* MATERIAL SHOWN:

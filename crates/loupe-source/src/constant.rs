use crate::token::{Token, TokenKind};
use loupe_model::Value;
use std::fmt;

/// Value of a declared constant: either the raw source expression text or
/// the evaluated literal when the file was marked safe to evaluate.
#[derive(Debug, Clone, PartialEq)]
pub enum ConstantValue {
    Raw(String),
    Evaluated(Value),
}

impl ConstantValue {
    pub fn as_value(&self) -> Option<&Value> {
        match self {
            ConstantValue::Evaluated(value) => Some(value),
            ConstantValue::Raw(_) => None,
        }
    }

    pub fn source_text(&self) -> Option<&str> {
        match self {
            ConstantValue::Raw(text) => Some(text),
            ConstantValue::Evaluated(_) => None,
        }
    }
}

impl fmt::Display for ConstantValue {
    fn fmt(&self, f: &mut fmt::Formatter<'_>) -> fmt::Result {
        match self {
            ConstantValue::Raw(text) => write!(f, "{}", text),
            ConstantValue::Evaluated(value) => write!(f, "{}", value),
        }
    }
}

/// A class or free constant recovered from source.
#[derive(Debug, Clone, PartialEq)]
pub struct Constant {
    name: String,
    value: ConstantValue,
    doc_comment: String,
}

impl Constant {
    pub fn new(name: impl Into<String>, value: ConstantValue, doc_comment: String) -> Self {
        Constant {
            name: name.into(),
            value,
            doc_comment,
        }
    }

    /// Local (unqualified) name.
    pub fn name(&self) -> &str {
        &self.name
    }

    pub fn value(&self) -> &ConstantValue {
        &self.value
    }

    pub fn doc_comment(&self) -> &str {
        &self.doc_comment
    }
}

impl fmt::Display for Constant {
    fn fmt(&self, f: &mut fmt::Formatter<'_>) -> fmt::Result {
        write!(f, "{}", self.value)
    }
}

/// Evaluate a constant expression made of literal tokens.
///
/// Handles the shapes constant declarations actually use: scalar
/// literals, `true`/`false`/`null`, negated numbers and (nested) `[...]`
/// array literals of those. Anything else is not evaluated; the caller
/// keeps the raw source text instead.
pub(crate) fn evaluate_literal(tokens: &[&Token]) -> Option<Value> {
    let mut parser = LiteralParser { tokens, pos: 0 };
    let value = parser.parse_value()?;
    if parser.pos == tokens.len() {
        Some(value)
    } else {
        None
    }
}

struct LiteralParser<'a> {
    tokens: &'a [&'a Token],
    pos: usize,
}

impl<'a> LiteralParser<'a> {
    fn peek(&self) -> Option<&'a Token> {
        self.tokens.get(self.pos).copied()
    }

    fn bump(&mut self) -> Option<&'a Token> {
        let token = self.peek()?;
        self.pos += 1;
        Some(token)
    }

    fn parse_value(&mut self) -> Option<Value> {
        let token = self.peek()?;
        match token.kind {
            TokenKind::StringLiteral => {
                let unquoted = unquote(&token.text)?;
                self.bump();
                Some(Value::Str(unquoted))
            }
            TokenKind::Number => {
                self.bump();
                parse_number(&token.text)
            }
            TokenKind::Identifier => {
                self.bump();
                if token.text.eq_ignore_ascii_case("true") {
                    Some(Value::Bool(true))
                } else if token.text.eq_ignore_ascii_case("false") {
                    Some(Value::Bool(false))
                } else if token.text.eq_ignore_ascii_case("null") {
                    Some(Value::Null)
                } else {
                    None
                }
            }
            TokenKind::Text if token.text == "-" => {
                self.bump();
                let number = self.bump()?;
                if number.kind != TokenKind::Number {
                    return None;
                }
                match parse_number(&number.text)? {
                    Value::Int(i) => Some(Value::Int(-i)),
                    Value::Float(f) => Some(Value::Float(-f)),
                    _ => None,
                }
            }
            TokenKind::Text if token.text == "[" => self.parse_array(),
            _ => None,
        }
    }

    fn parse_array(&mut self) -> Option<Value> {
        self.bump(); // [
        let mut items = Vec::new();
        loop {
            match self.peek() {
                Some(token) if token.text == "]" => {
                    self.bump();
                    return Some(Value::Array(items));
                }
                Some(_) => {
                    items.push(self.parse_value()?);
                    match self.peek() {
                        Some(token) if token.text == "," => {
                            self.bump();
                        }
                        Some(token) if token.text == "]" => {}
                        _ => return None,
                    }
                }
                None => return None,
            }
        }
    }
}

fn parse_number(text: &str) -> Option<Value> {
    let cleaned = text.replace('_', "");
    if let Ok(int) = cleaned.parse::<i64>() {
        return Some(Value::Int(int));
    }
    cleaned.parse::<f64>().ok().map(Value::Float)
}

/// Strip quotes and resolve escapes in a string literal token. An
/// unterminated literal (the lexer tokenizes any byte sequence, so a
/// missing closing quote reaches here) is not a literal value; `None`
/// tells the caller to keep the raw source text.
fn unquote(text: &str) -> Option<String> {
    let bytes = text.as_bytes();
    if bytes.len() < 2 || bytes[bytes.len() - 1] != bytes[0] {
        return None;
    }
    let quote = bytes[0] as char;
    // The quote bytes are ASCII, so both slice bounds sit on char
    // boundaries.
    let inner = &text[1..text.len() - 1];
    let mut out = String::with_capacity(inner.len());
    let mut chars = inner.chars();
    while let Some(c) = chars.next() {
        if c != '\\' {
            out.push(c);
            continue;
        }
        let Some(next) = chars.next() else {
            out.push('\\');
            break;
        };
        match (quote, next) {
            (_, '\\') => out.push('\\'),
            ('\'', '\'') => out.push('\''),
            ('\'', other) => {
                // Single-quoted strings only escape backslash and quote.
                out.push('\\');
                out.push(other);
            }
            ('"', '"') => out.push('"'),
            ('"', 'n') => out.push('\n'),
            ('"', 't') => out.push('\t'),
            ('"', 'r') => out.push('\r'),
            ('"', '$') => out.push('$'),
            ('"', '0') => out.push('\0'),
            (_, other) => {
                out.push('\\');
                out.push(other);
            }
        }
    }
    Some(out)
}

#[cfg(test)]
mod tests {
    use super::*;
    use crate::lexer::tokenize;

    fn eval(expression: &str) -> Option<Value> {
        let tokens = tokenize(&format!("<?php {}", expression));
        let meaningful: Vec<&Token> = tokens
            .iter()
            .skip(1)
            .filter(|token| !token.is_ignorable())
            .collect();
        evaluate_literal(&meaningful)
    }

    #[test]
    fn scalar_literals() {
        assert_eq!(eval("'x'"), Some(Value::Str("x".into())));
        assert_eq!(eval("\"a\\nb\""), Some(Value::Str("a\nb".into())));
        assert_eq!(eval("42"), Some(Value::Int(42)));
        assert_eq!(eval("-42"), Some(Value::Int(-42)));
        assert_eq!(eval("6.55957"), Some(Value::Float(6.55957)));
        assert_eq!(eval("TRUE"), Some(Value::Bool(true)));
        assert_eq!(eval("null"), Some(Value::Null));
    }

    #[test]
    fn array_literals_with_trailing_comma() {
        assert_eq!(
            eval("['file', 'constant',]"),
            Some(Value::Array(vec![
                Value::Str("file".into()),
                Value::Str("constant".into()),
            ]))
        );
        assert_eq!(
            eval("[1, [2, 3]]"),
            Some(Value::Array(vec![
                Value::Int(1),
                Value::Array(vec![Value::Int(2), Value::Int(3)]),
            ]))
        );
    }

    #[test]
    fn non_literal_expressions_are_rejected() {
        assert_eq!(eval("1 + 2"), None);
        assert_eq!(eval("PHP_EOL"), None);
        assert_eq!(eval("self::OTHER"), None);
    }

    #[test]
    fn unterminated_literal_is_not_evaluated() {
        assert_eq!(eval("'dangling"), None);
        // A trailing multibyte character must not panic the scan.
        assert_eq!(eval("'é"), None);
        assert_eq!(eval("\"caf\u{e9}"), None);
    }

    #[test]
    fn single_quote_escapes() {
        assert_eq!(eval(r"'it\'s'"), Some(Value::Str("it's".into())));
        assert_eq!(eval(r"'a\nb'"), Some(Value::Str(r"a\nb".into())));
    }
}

* EXERCISE DIRECTIONS: Retype the entries precisely as they stand.

* SOLUTION TO THIS EXERCISE:
filename crates/loupe-source/src/constant.rs
use crate::token::{Token, TokenKind};
use loupe_model::Value;
use std::fmt;

/// Value of a declared constant: either the raw source expression text or
/// the evaluated literal when the file was marked safe to evaluate.
#[derive(Debug, Clone, PartialEq)]
pub enum ConstantValue {
    Raw(String),
    Evaluated(Value),
}

impl ConstantValue {
    pub fn as_value(&self) -> Option<&Value> {
        match self {
            ConstantValue::Evaluated(value) => Some(value),
            ConstantValue::Raw(_) => None,
        }
    }

    pub fn source_text(&self) -> Option<&str> {
        match self {
            ConstantValue::Raw(text) => Some(text),
            ConstantValue::Evaluated(_) => None,
        }
    }
}

impl fmt::Display for ConstantValue {
    fn fmt(&self, f: &mut fmt::Formatter<'_>) -> fmt::Result {
        match self {
            ConstantValue::Raw(text) => write!(f, "{}", text),
            ConstantValue::Evaluated(value) => write!(f, "{}", value),
        }
    }
}

/// A class or free constant recovered from source.
#[derive(Debug, Clone, PartialEq)]
pub struct Constant {
    name: String,
    value: ConstantValue,
    doc_comment: String,
}

impl Constant {
    pub fn new(name: impl Into<String>, value: ConstantValue, doc_comment: String) -> Self {
        Constant {
            name: name.into(),
            value,
            doc_comment,
        }
    }

    /// Local (unqualified) name.
    pub fn name(&self) -> &str {
        &self.name
    }

    pub fn value(&self) -> &ConstantValue {
        &self.value
    }

    pub fn doc_comment(&self) -> &str {
        &self.doc_comment
    }
}

impl fmt::Display for Constant {
    fn fmt(&self, f: &mut fmt::Formatter<'_>) -> fmt::Result {
        write!(f, "{}", self.value)
    }
}

/// Evaluate a constant expression made of literal tokens.
///
/// Handles the shapes constant declarations actually use: scalar
/// literals, `true`/`false`/`null`, negated numbers and (nested) `[...]`
/// array literals of those. Anything else is not evaluated; the caller
/// keeps the raw source text instead.
pub(crate) fn evaluate_literal(tokens: &[&Token]) -> Option<Value> {
    let mut parser = LiteralParser { tokens, pos: 0 };
    let value = parser.parse_value()?;
    if parser.pos == tokens.len() {
        Some(value)
    } else {
        None
    }
}

struct LiteralParser<'a> {
    tokens: &'a [&'a Token],
    pos: usize,
}

impl<'a> LiteralParser<'a> {
    fn peek(&self) -> Option<&'a Token> {
        self.tokens.get(self.pos).copied()
    }

    fn bump(&mut self) -> Option<&'a Token> {
        let token = self.peek()?;
        self.pos += 1;
        Some(token)
    }

    fn parse_value(&mut self) -> Option<Value> {
        let token = self.peek()?;
        match token.kind {
            TokenKind::StringLiteral => {
                let unquoted = unquote(&token.text)?;
                self.bump();
                Some(Value::Str(unquoted))
            }
            TokenKind::Number => {
                self.bump();
                parse_number(&token.text)
            }
            TokenKind::Identifier => {
                self.bump();
                if token.text.eq_ignore_ascii_case("true") {
                    Some(Value::Bool(true))
                } else if token.text.eq_ignore_ascii_case("false") {
                    Some(Value::Bool(false))
                } else if token.text.eq_ignore_ascii_case("null") {
                    Some(Value::Null)
                } else {
                    None
                }
            }
            TokenKind::Text if token.text == "-" => {
                self.bump();
                let number = self.bump()?;
                if number.kind != TokenKind::Number {
                    return None;
                }
                match parse_number(&number.text)? {
                    Value::Int(i) => Some(Value::Int(-i)),
                    Value::Float(f) => Some(Value::Float(-f)),
                    _ => None,
                }
            }
            TokenKind::Text if token.text == "[" => self.parse_array(),
            _ => None,
        }
    }

    fn parse_array(&mut self) -> Option<Value> {
        self.bump(); // [
        let mut items = Vec::new();
        loop {
            match self.peek() {
                Some(token) if token.text == "]" => {
                    self.bump();
                    return Some(Value::Array(items));
                }
                Some(_) => {
                    items.push(self.parse_value()?);
                    match self.peek() {
                        Some(token) if token.text == "," => {
                            self.bump();
                        }
                        Some(token) if token.text == "]" => {}
                        _ => return None,
                    }
                }
                None => return None,
            }
        }
    }
}

fn parse_number(text: &str) -> Option<Value> {
    let cleaned = text.replace('_', "");
    if let Ok(int) = cleaned.parse::<i64>() {
        return Some(Value::Int(int));
    }
    cleaned.parse::<f64>().ok().map(Value::Float)
}

/// Strip quotes and resolve escapes in a string literal token. An
/// unterminated literal (the lexer tokenizes any byte sequence, so a
/// missing closing quote reaches here) is not a literal value; `None`
/// tells the caller to keep the raw source text.
fn unquote(text: &str) -> Option<String> {
    let bytes = text.as_bytes();
    if bytes.len() < 2 || bytes[bytes.len() - 1] != bytes[0] {
        return None;
    }
    let quote = bytes[0] as char;
    // The quote bytes are ASCII, so both slice bounds sit on char
    // boundaries.
    let inner = &text[1..text.len() - 1];
    let mut out = String::with_capacity(inner.len());
    let mut chars = inner.chars();
    while let Some(c) = chars.next() {
        if c != '\\' {
            out.push(c);
            continue;
        }
        let Some(next) = chars.next() else {
            out.push('\\');
            break;
        };
        match (quote, next) {
            (_, '\\') => out.push('\\'),
            ('\'', '\'') => out.push('\''),
            ('\'', other) => {
                // Single-quoted strings only escape backslash and quote.
                out.push('\\');
                out.push(other);
            }
            ('"', '"') => out.push('"'),
            ('"', 'n') => out.push('\n'),
            ('"', 't') => out.push('\t'),
            ('"', 'r') => out.push('\r'),
            ('"', '$') => out.push('$'),
            ('"', '0') => out.push('\0'),
            (_, other) => {
                out.push('\\');
                out.push(other);
            }
        }
    }
    Some(out)
}

#[cfg(test)]
mod tests {
    use super::*;
    use crate::lexer::tokenize;

    fn eval(expression: &str) -> Option<Value> {
        let tokens = tokenize(&format!("<?php {}", expression));
        let meaningful: Vec<&Token> = tokens
            .iter()
            .skip(1)
            .filter(|token| !token.is_ignorable())
            .collect();
        evaluate_literal(&meaningful)
    }

    #[test]
    fn scalar_literals() {
        assert_eq!(eval("'x'"), Some(Value::Str("x".into())));
        assert_eq!(eval("\"a\\nb\""), Some(Value::Str("a\nb".into())));
        assert_eq!(eval("42"), Some(Value::Int(42)));
        assert_eq!(eval("-42"), Some(Value::Int(-42)));
        assert_eq!(eval("6.55957"), Some(Value::Float(6.55957)));
        assert_eq!(eval("TRUE"), Some(Value::Bool(true)));
        assert_eq!(eval("null"), Some(Value::Null));
    }

    #[test]
    fn array_literals_with_trailing_comma() {
        assert_eq!(
            eval("['file', 'constant',]"),
            Some(Value::Array(vec![
                Value::Str("file".into()),
                Value::Str("constant".into()),
            ]))
        );
        assert_eq!(
            eval("[1, [2, 3]]"),
            Some(Value::Array(vec![
                Value::Int(1),
                Value::Array(vec![Value::Int(2), Value::Int(3)]),
            ]))
        );
    }

    #[test]
    fn non_literal_expressions_are_rejected() {
        assert_eq!(eval("1 + 2"), None);
        assert_eq!(eval("PHP_EOL"), None);
        assert_eq!(eval("self::OTHER"), None);
    }

    #[test]
    fn unterminated_literal_is_not_evaluated() {
        assert_eq!(eval("'dangling"), None);
        // A trailing multibyte character must not panic the scan.
        assert_eq!(eval("'é"), None);
        assert_eq!(eval("\"caf\u{e9}"), None);
    }

    #[test]
    fn single_quote_escapes() {
        assert_eq!(eval(r"'it\'s'"), Some(Value::Str("it's".into())));
        assert_eq!(eval(r"'a\nb'"), Some(Value::Str(r"a\nb".into())));
    }
}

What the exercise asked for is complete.